Releía esta mañana un artículo de Javier Marías, del que he de decir que siempre disfruto leyéndolo y con el que suelo estar, en líneas generales, muy de acuerdo, y lo leía después de haber leído una entrevista a Steven Pinker, catedrático de psicología cognitiva en la Universidad de Harvard  y los dos, con sus diferencias, hablaban básicamente de lo mismo: optimismo. Aunque Pinker prefiere llamarse posibilista.
Y hago mío el párrafo extractado más arriba. También estoy cansada del desquiciamiento, la desmesura y la exageración. Aunque confieso que yo también he caído, alguna que otra vez, en ese enfado colectivo, más bien, mi enfado era particular, a contracorriente del enfado colectivo pero que me llevaba a la misma respuesta. Desmedida.

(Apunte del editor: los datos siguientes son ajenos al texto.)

use axum::{
    http::StatusCode,
    response::{IntoResponse, Response},
    Json,
};
use dither_core::{EngineError, PaletteError};
use serde_json::json;
use thiserror::Error;

#[derive(Debug, Error)]
pub enum ApiError {
    #[error("Invalid request: {0}")]
    InvalidRequest(String),

    #[error("Image too large: {width}x{height} (max {max_width}x{max_height})")]
    TooLarge {
        width: u32,
        height: u32,
        max_width: u32,
        max_height: u32,
    },

    #[error("Transform rejected: {0}")]
    Rejected(String),

    #[error("Job {0} superseded by a newer request")]
    Superseded(u64),

    #[error("Internal error: {0}")]
    Internal(String),
}

impl From<EngineError> for ApiError {
    fn from(e: EngineError) -> Self {
        match e {
            EngineError::ParseColor(_)
            | EngineError::Palette(
                PaletteError::ParseColor { .. } | PaletteError::ParseReplacement { .. },
            ) => ApiError::InvalidRequest(e.to_string()),
            _ => ApiError::Rejected(e.to_string()),
        }
    }
}

impl From<PaletteError> for ApiError {
    fn from(e: PaletteError) -> Self {
        EngineError::from(e).into()
    }
}

impl From<base64::DecodeError> for ApiError {
    fn from(e: base64::DecodeError) -> Self {
        ApiError::InvalidRequest(format!("pixels: {e}"))
    }
}

#[derive(Debug, Error)]
pub enum ImageError {
    #[error("PNG decode error: {0}")]
    Decode(#[from] png::DecodingError),

    #[error("PNG encode error: {0}")]
    Encode(#[from] png::EncodingError),

    #[error("Unsupported PNG layout: {0}")]
    Unsupported(String),

    #[error(transparent)]
    Engine(#[from] EngineError),

    #[error("IO error: {0}")]
    Io(#[from] std::io::Error),
}

impl IntoResponse for ApiError {
    fn into_response(self) -> Response {
        let status = match &self {
            ApiError::InvalidRequest(_) | ApiError::TooLarge { .. } => StatusCode::BAD_REQUEST,
            ApiError::Rejected(_) => StatusCode::UNPROCESSABLE_ENTITY,
            ApiError::Superseded(_) => StatusCode::CONFLICT,
            ApiError::Internal(_) => StatusCode::INTERNAL_SERVER_ERROR,
        };

        let body = Json(json!({
            "status": status.as_u16(),
            "error": self.to_string(),
        }));

        (status, body).into_response()
    }
}
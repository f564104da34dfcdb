//! Test application factory for integration tests.

use axum::{
    body::Body,
    http::{Request, StatusCode},
};
use http_body_util::BodyExt;
use std::sync::Arc;
use tower::ServiceExt;

use ditherkit::models::AppConfig;
use ditherkit::server::{build_router, create_app_state, AppState};
use ditherkit::services::{JobTracker, TransformWorker};

/// Test application with router and direct access to services
pub struct TestApp {
    router: axum::Router,
    pub worker: Arc<TransformWorker>,
    pub tracker: Arc<JobTracker>,
}

impl TestApp {
    /// Create a new test application with default configuration
    pub fn new() -> Self {
        Self::with_config(AppConfig::default())
    }

    /// Create a test application with a custom configuration
    pub fn with_config(config: AppConfig) -> Self {
        let state = create_app_state(config);

        // Keep references for test assertions
        let worker = state.worker.clone();
        let tracker = state.tracker.clone();

        // Build router using shared server module (same as production)
        let router = build_router(state);

        Self {
            router,
            worker,
            tracker,
        }
    }

    /// Create application state for custom router configuration
    pub fn create_state() -> AppState {
        create_app_state(AppConfig::default())
    }

    /// Make a GET request to the given path
    pub async fn get(&self, path: &str) -> TestResponse {
        self.request(Request::get(path).body(Body::empty()).unwrap())
            .await
    }

    /// Make a POST request with JSON body
    pub async fn post_json(&self, path: &str, body: &serde_json::Value) -> TestResponse {
        self.post_raw(path, body.to_string()).await
    }

    /// Make a POST request with a raw JSON string body
    pub async fn post_raw(&self, path: &str, body: String) -> TestResponse {
        let request = Request::post(path)
            .header("Content-Type", "application/json")
            .body(Body::from(body))
            .unwrap();
        self.request(request).await
    }

    /// Send a request to the router
    async fn request(&self, request: Request<Body>) -> TestResponse {
        let response = self
            .router
            .clone()
            .oneshot(request)
            .await
            .expect("Request failed");

        let status = response.status();
        let headers = response.headers().clone();
        let body = response
            .into_body()
            .collect()
            .await
            .expect("Failed to collect body")
            .to_bytes()
            .to_vec();

        TestResponse {
            status,
            headers,
            body,
        }
    }
}

impl Default for TestApp {
    fn default() -> Self {
        Self::new()
    }
}

/// Test response with convenience methods
pub struct TestResponse {
    pub status: StatusCode,
    pub headers: axum::http::HeaderMap,
    pub body: Vec<u8>,
}

impl TestResponse {
    /// Parse body as JSON
    pub fn json<T: serde::de::DeserializeOwned>(&self) -> T {
        serde_json::from_slice(&self.body).expect("Failed to parse JSON response")
    }

    /// Get body as string
    pub fn text(&self) -> String {
        String::from_utf8_lossy(&self.body).to_string()
    }

    /// Decode the base64 `pixels` field of an image response
    pub fn pixels(&self) -> Vec<u8> {
        use base64::{engine::general_purpose::STANDARD, Engine as _};

        let json: serde_json::Value = self.json();
        let encoded = json["pixels"].as_str().expect("Expected pixels string");
        STANDARD.decode(encoded).expect("Expected valid base64 pixels")
    }
}
//! Dependency graph and topological scheduler (spec §4.C): a plain
//! `code -> dependencies` map rather than anything cell-addressed —
//! a template has tens to low hundreds of line items, so a
//! `HashMap<String, _>` is the right data structure (spec §9 design
//! note). The scheduler reports both a valid order and, on failure,
//! the full offending cycle rather than a bare yes/no.

use fiscaldag_common::{EngineError, EngineErrorKind};
use rustc_hash::{FxHashMap, FxHashSet};

/// Nodes are line-item codes of a single template; an edge `from -> to`
/// means "computing `from` requires the current-period value of `to`".
#[derive(Debug, Clone, Default)]
pub struct DependencyGraph {
    /// All node codes, including ones with no dependencies.
    nodes: Vec<String>,
    /// `from -> {to, ...}`.
    edges: FxHashMap<String, FxHashSet<String>>,
}

impl DependencyGraph {
    pub fn new() -> Self {
        Self::default()
    }

    /// Registers a node (a line item) even if it has no dependencies,
    /// so it is still covered by the topological order.
    pub fn add_node(&mut self, code: &str) {
        if !self.edges.contains_key(code) {
            self.nodes.push(code.to_string());
            self.edges.insert(code.to_string(), FxHashSet::default());
        }
    }

    /// Records that `from` depends on `to`. The caller is responsible
    /// for only passing edges to in-template codes — cross-statement,
    /// driver, and FX identifiers never reach this graph, per spec
    /// §4.B: "the scheduler treats them as externally supplied".
    pub fn add_edge(&mut self, from: &str, to: &str) {
        self.add_node(from);
        self.add_node(to);
        self.edges.get_mut(from).unwrap().insert(to.to_string());
    }

    pub fn nodes(&self) -> &[String] {
        &self.nodes
    }

    /// Kahn's algorithm over a copy of the in-degree map, with a
    /// deterministic tie-break: among nodes currently at in-degree zero,
    /// pick ascending `display_order`, then ascending `code` (spec
    /// §4.C). `display_order` is supplied by the caller as
    /// `(code) -> i64`.
    pub fn topological_order(
        &self,
        display_order: impl Fn(&str) -> i64,
    ) -> Result<Vec<String>, EngineError> {
        let mut in_degree: FxHashMap<String, usize> = FxHashMap::default();
        let mut dependents: FxHashMap<String, Vec<String>> = FxHashMap::default();
        for node in &self.nodes {
            in_degree.insert(node.clone(), self.edges[node].len());
            dependents.entry(node.clone()).or_default();
        }
        for (from, deps) in &self.edges {
            for to in deps {
                dependents.entry(to.clone()).or_default().push(from.clone());
            }
        }

        let mut ready: Vec<String> =
            in_degree.iter().filter(|&(_, &d)| d == 0).map(|(c, _)| c.clone()).collect();
        let mut order = Vec::with_capacity(self.nodes.len());

        while !ready.is_empty() {
            ready.sort_by(|a, b| display_order(a).cmp(&display_order(b)).then_with(|| a.cmp(b)));
            let next = ready.remove(0);
            in_degree.remove(&next);
            if let Some(deps) = dependents.get(&next) {
                for dependent in deps {
                    if let Some(count) = in_degree.get_mut(dependent) {
                        *count -= 1;
                        if *count == 0 {
                            ready.push(dependent.clone());
                        }
                    }
                }
            }
            order.push(next);
        }

        if in_degree.is_empty() {
            Ok(order)
        } else {
            Err(EngineError::new(EngineErrorKind::CycleDetected(self.diagnose_cycle(&in_degree))))
        }
    }

    /// Depth-first walk from any still-unresolved node, following
    /// unprocessed edges until a previously visited node is re-
    /// encountered, producing the offending cycle as an ordered path
    /// (spec §4.C, Scenario 5: `A -> B -> A`).
    fn diagnose_cycle(&self, stuck: &FxHashMap<String, usize>) -> Vec<String> {
        let Some(start) = stuck.keys().min() else {
            return Vec::new();
        };
        let mut path = vec![start.clone()];
        let mut visited = FxHashSet::default();
        visited.insert(start.clone());
        let mut current = start.clone();
        loop {
            let Some(next) = self.edges[&current].iter().find(|d| stuck.contains_key(d.as_str()))
            else {
                break;
            };
            let reentered = visited.contains(next);
            path.push(next.clone());
            if reentered {
                break;
            }
            visited.insert(next.clone());
            current = next.clone();
        }
        path
    }
}
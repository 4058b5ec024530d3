//! Per-period calculation (spec §4.F): walks a template's cached
//! calculation order, resolving each line item's formula or
//! base-value source through the provider chain, then runs the
//! validator over the completed state.

use fiscaldag_common::{EngineError, EngineErrorKind, ErrorContext};
use rustc_hash::FxHashMap;

use crate::context::RunContext;
use crate::evaluator::{evaluate, Resolver};
use crate::provider::{CurrentPeriodProvider, ProviderChain, ValueProvider};
use crate::template::Template;
use crate::validator::{run_rules, ValidationReport};
use std::cell::RefCell;

/// The result of one period's calculation. `failure` is set when a
/// formula error, resolution error, or non-finite value aborted the
/// walk early (spec §4.F "Failure policy") — `closing_state` and
/// `validation_report` still hold whatever was produced up to that
/// point (spec §7: "validation reports are always returned").
pub struct PeriodOutcome {
    pub closing_state: FxHashMap<String, f64>,
    pub validation_report: ValidationReport,
    pub failure: Option<EngineError>,
}

impl PeriodOutcome {
    pub fn is_success(&self) -> bool {
        self.failure.is_none()
    }
}

/// Parses a `kind:rest` base-value source (spec §3) into the provider
/// identifier it addresses, or a literal constant.
fn resolve_base_value(
    source: &str,
    chain: &ProviderChain,
    context: &RunContext,
) -> Result<f64, EngineError> {
    let (kind, rest) = source.split_once(':').ok_or_else(|| {
        EngineError::new(EngineErrorKind::MalformedFormula(format!(
            "base_value_source `{source}` is not of the form kind:code"
        )))
    })?;
    match kind {
        "driver" => chain.resolve(&format!("driver:{rest}"), 0, context),
        "opening-balance-sheet" => chain.resolve(&format!("opening-bs:{rest}"), 0, context),
        "fx" => chain.resolve(&format!("fx:{rest}"), 0, context),
        "constant" => rest.parse::<f64>().map_err(|_| {
            EngineError::new(EngineErrorKind::MalformedFormula(format!(
                "constant base_value_source `{rest}` is not a number"
            )))
        }),
        // cross-statement: `rest` is itself a prefixed identifier, e.g. "pl:NET_INCOME".
        "cross-statement" => chain.resolve(rest, 0, context),
        other => Err(EngineError::new(EngineErrorKind::ProviderFailure(format!(
            "unrecognised base_value_source kind `{other}`"
        )))),
    }
}

/// Runs the calculator over `template` for the period described by
/// `context`. `external_providers` supplies everything except the
/// current-period working map, which this function owns for the
/// duration of the call (spec §4.F steps 1-3).
pub fn calculate(
    context: &RunContext,
    template: &Template,
    external_providers: &[&dyn ValueProvider],
) -> PeriodOutcome {
    let current = RefCell::new(CurrentPeriodProvider::new());
    let mut chain_members: Vec<&dyn ValueProvider> = Vec::with_capacity(external_providers.len() + 1);
    chain_members.push(&current);
    chain_members.extend_from_slice(external_providers);
    let chain = ProviderChain::new(chain_members);

    for code in template.calculation_order() {
        let item = template.line_item(code).expect("calculation order only names known codes");

        let result = if let Some(formula) = &item.formula {
            evaluate(formula, &chain, context)
        } else if let Some(source) = &item.base_value_source {
            resolve_base_value(source, &chain, context)
        } else {
            // I4 rejects this combination at template load; a line item
            // reaching here with neither would be a template-loading bug.
            unreachable!("Template::from_source enforces I4 before scheduling")
        };
        // Non-finite intermediates are allowed to propagate through a
        // formula (e.g. `MIN(2^2000, 5)` still resolves to `5.0`); only
        // the line item's own final value is checked (spec §4.A).
        let result = result.and_then(|value| {
            if value.is_finite() {
                Ok(value)
            } else {
                Err(EngineError::new(EngineErrorKind::NonFiniteResult))
            }
        });

        match result {
            Ok(value) => current.borrow_mut().set(code, value),
            Err(err) => {
                #[cfg(feature = "tracing")]
                tracing::warn!(line_item = %code, error = %err, "line item failed to resolve");
                return PeriodOutcome {
                    closing_state: current.into_inner().into_map(),
                    validation_report: ValidationReport::new(),
                    failure: Some(err.with_context(error_context(context, code))),
                }
            }
        }
    }

    let validation_report = run_rules(&template.validation_rules, &chain, context);
    PeriodOutcome { closing_state: current.into_inner().into_map(), validation_report, failure: None }
}

fn error_context(context: &RunContext, code: &str) -> ErrorContext {
    ErrorContext::new()
        .with_entity(context.entity.clone())
        .with_scenario(context.scenario.clone())
        .with_period(context.period.clone())
        .with_line_item(code)
}

#[cfg(test)]
mod tests {
    use super::*;
    use crate::context::StatementKind;
    use crate::provider::{DriverProvider, DriverSource};
    use crate::template::{LineItemSource, TemplateSource};

    struct FixedDrivers(FxHashMap<String, f64>);
    impl DriverSource for FixedDrivers {
        fn driver_value(&self, _e: &str, _s: &str, _p: &str, code: &str) -> Option<f64> {
            self.0.get(code).copied()
        }
    }

    fn item(code: &str, formula: Option<&str>, source: Option<&str>, order: i64) -> LineItemSource {
        LineItemSource {
            code: code.to_string(),
            formula: formula.map(str::to_string),
            base_value_source: source.map(str::to_string),
            display_order: order,
            sign_convention: None,
            display_name: None,
            category: None,
            level: None,
            formatting: None,
        }
    }

    #[test]
    fn scenario_1_trivial_pl() {
        let template = Template::from_source(TemplateSource {
            code: "PL".to_string(),
            version: "1".to_string(),
            statement_type: StatementKind::ProfitAndLoss,
            line_items: vec![
                item("REVENUE", None, Some("driver:REVENUE"), 1),
                item("EXPENSES", None, Some("driver:EXPENSES"), 2),
                item("NET_INCOME", Some("REVENUE + EXPENSES"), None, 3),
            ],
            validation_rules: Vec::new(),
            calculation_order: None,
        })
        .unwrap();

        let mut drivers = FxHashMap::default();
        drivers.insert("REVENUE".to_string(), 100000.0);
        drivers.insert("EXPENSES".to_string(), -60000.0);
        let driver_source = FixedDrivers(drivers);
        let driver_provider = DriverProvider::new(&driver_source);

        let context = RunContext::new("acme", "base", "P1", 0, StatementKind::ProfitAndLoss);
        let outcome = calculate(&context, &template, &[&driver_provider]);
        assert!(outcome.is_success());
        assert_eq!(outcome.closing_state["NET_INCOME"], 40000.0);
    }

    #[test]
    fn a_non_finite_intermediate_does_not_abort_a_line_item() {
        let template = Template::from_source(TemplateSource {
            code: "PL".to_string(),
            version: "1".to_string(),
            statement_type: StatementKind::ProfitAndLoss,
            line_items: vec![item("CAPPED", Some("MIN(2 ^ 2000, 5)"), None, 1)],
            validation_rules: Vec::new(),
            calculation_order: None,
        })
        .unwrap();
        let context = RunContext::new("acme", "base", "P1", 0, StatementKind::ProfitAndLoss);
        let outcome = calculate(&context, &template, &[]);
        assert!(outcome.is_success());
        assert_eq!(outcome.closing_state["CAPPED"], 5.0);
    }

    #[test]
    fn a_non_finite_final_value_aborts_the_line_item() {
        let template = Template::from_source(TemplateSource {
            code: "PL".to_string(),
            version: "1".to_string(),
            statement_type: StatementKind::ProfitAndLoss,
            line_items: vec![item("HUGE", Some("2 ^ 2000"), None, 1)],
            validation_rules: Vec::new(),
            calculation_order: None,
        })
        .unwrap();
        let context = RunContext::new("acme", "base", "P1", 0, StatementKind::ProfitAndLoss);
        let outcome = calculate(&context, &template, &[]);
        assert!(!outcome.is_success());
        assert_eq!(outcome.failure.unwrap().kind, EngineErrorKind::NonFiniteResult);
    }

    #[test]
    fn a_formula_error_aborts_with_a_contextual_diagnostic() {
        let template = Template::from_source(TemplateSource {
            code: "PL".to_string(),
            version: "1".to_string(),
            statement_type: StatementKind::ProfitAndLoss,
            line_items: vec![item("BAD", Some("1 / 0"), None, 1)],
            validation_rules: Vec::new(),
            calculation_order: None,
        })
        .unwrap();
        let context = RunContext::new("acme", "base", "P1", 0, StatementKind::ProfitAndLoss);
        let outcome = calculate(&context, &template, &[]);
        assert!(!outcome.is_success());
        let err = outcome.failure.unwrap();
        assert_eq!(err.kind, EngineErrorKind::DivisionByZero);
        assert_eq!(err.context.line_item.as_deref(), Some("BAD"));
    }
}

Contaminada.
Y nos estamos confundiendo echando toda la culpa a las redes sociales, como si nuestra vida no fuese más que ese reducto virtual. Es cierto que ocupa un lugar muy destacado y para unos más que para otros. Pero la «existencia cotidiana», la que tampoco debemos contaminar, es mucho más que eso. Es nuestro despertares. Nuestro camino al trabajo, lo tengas o no porque, incluso, el que no lo tiene camina todos los días hacia ėl. Es nuestro café con amigos. Es un baño en el mar. Es el sol entrando por la ventana. Es vivir la vida disfrutando de lo que tenemos. Es la noche, sin estridencias. Porque a veces olvidamos qué es lo que nos da serenidad. Lo que nos permite pasar, como dice Marías, modestamente de un día a otro.